Dataset entries:

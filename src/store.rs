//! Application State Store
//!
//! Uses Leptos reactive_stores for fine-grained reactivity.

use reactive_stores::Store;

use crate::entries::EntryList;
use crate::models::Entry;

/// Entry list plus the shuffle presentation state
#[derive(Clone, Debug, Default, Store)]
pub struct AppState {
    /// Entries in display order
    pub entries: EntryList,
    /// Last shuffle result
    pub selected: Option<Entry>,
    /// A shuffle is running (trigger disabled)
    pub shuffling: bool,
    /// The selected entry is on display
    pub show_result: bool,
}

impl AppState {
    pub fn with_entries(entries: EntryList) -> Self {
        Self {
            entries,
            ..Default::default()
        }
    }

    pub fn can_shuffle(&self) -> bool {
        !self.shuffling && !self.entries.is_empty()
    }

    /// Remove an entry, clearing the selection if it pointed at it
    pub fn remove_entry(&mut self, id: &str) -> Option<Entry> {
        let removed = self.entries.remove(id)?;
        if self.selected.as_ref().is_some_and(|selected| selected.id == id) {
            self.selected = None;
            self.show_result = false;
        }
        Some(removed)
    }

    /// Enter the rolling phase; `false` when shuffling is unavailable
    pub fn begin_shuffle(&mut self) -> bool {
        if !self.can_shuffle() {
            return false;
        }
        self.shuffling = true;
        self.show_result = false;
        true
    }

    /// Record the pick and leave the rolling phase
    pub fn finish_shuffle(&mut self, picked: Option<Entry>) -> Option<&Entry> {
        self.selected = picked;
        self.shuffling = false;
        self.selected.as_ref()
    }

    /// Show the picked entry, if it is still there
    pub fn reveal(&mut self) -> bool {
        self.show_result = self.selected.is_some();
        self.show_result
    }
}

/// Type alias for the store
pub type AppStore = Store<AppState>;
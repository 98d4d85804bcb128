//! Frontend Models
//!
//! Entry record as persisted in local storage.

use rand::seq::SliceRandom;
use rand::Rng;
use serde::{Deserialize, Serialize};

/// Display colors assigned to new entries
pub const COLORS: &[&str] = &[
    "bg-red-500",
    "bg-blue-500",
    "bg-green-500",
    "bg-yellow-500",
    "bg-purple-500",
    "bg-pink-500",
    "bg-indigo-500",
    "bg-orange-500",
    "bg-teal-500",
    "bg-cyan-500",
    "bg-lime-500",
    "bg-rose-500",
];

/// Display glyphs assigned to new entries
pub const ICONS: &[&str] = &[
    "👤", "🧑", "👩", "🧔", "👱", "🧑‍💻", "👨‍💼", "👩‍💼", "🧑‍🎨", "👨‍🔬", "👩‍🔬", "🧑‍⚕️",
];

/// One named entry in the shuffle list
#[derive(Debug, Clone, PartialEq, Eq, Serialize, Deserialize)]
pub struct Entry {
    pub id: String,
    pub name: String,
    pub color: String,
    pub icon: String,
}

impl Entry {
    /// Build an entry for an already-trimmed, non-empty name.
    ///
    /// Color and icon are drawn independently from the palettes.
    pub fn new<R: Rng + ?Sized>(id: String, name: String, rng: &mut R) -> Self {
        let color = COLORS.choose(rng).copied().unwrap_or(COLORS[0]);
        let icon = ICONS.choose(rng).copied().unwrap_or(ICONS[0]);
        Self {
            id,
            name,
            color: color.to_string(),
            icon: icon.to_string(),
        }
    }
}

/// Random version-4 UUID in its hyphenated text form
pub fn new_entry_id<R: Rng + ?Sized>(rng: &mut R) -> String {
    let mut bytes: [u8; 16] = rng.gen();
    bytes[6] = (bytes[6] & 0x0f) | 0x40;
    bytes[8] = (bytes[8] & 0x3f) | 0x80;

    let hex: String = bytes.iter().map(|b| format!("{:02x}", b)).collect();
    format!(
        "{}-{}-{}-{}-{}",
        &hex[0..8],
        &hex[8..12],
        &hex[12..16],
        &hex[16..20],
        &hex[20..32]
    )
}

---

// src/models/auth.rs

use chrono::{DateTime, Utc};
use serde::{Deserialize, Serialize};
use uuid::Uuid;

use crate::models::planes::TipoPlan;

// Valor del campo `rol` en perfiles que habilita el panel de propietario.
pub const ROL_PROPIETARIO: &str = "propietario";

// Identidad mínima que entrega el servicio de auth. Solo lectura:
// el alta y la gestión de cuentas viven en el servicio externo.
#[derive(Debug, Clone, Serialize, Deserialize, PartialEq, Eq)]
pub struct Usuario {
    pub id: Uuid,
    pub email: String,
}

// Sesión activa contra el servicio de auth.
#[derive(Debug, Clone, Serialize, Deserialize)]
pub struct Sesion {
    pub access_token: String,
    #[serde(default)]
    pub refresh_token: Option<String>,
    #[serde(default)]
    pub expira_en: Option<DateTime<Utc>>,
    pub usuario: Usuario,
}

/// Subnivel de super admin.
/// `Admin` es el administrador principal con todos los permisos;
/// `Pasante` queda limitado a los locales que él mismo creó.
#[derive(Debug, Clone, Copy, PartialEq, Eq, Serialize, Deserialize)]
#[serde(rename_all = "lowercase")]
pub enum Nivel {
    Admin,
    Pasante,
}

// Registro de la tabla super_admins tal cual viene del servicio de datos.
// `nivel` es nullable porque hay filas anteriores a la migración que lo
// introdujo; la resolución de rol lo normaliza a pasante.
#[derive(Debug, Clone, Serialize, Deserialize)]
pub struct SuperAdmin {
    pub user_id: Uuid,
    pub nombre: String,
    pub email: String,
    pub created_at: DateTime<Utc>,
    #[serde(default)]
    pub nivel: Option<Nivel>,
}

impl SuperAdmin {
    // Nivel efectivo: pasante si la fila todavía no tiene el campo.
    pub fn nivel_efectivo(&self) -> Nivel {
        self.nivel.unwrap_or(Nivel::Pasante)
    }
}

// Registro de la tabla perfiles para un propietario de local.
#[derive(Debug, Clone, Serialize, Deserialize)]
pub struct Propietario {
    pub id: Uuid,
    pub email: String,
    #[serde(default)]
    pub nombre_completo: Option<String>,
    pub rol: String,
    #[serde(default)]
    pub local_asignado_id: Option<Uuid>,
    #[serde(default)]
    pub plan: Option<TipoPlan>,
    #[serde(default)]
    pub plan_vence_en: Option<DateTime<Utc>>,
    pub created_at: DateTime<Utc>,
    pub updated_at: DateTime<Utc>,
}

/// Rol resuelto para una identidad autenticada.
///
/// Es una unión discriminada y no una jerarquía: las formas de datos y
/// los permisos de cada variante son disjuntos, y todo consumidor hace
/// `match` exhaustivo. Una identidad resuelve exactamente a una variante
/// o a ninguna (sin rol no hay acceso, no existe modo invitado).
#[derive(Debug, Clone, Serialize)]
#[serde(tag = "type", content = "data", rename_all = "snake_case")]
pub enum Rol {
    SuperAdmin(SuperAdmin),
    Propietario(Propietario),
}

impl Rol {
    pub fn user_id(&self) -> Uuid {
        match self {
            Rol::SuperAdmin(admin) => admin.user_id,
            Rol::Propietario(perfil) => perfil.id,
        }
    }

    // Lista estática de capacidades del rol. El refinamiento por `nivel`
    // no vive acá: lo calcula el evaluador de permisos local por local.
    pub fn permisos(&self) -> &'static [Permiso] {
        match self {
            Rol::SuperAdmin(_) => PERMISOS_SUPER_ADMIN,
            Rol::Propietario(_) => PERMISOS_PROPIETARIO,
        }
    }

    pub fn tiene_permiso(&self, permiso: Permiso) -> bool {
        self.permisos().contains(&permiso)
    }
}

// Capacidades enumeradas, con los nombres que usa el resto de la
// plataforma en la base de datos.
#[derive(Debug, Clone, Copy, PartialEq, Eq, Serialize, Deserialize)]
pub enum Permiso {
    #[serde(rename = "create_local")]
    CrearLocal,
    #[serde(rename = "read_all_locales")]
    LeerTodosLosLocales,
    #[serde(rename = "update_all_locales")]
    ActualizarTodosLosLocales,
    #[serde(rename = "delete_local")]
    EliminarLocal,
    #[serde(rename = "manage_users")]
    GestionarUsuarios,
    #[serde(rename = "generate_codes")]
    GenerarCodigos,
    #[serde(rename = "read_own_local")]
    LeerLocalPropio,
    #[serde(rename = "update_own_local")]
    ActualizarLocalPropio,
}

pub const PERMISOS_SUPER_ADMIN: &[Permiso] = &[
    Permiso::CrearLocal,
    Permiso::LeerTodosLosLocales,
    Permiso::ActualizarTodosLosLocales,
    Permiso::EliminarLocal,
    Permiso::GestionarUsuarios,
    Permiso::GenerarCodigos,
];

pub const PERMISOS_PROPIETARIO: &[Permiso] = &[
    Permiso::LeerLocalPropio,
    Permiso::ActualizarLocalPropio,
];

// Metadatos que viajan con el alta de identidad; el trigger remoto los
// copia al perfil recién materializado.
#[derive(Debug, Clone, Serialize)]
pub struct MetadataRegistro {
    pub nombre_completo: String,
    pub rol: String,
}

...

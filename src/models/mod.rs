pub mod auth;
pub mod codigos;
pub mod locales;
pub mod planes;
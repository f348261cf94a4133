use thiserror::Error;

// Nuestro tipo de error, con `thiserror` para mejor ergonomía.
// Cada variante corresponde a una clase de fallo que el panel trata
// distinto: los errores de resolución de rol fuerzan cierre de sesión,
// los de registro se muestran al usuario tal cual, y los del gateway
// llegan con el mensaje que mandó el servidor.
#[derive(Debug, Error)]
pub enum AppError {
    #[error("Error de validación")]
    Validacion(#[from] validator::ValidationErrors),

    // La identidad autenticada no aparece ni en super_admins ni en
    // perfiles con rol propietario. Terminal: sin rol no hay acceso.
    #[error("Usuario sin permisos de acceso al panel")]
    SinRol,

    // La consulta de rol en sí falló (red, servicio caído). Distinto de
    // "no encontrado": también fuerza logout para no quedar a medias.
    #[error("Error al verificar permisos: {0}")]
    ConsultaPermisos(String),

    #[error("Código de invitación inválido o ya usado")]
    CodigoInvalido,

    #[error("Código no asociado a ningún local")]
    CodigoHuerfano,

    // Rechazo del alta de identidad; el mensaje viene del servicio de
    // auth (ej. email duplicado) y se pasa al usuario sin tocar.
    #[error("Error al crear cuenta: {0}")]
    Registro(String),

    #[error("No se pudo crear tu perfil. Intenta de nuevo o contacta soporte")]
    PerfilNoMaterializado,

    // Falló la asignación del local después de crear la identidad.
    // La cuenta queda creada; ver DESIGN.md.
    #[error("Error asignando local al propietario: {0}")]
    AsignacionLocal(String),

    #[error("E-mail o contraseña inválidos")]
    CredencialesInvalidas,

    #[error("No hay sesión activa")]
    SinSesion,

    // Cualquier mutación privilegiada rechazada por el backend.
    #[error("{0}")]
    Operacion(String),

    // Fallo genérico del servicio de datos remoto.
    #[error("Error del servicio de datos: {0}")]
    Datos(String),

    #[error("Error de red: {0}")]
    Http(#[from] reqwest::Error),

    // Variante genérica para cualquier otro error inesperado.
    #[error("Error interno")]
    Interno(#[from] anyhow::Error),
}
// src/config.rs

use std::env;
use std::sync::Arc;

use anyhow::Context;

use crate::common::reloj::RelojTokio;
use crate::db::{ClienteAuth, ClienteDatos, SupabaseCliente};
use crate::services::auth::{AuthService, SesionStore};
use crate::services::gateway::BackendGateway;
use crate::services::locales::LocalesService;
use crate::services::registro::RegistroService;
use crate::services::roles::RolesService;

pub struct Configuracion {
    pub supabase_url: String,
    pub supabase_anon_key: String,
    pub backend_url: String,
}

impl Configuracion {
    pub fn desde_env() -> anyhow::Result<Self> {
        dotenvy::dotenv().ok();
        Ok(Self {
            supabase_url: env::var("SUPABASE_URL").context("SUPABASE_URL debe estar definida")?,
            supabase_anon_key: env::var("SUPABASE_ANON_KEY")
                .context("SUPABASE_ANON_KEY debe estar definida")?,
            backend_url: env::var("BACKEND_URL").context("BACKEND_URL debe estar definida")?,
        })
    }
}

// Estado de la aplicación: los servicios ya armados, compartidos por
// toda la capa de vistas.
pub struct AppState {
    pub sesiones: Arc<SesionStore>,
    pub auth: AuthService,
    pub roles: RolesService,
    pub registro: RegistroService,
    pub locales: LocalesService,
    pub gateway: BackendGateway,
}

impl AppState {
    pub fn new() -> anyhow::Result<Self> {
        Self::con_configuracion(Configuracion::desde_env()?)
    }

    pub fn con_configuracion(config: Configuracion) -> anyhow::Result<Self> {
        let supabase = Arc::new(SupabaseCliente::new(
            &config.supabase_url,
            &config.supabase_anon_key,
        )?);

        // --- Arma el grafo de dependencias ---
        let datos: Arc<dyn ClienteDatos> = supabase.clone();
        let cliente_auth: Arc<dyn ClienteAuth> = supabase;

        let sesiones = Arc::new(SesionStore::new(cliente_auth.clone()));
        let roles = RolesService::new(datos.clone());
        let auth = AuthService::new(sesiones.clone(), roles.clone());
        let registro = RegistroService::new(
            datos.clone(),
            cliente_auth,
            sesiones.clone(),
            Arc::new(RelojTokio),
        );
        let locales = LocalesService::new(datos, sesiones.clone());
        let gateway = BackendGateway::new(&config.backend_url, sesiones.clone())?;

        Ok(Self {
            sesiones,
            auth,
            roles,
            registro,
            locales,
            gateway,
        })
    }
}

PROBLEM TO SOLVE:
Of the lines above, show those in which "Configuracion" appears.

ANSWER BOX:
pub struct Configuracion {
impl Configuracion {
        Self::con_configuracion(Configuracion::desde_env()?)
    pub fn con_configuracion(config: Configuracion) -> anyhow::Result<Self> {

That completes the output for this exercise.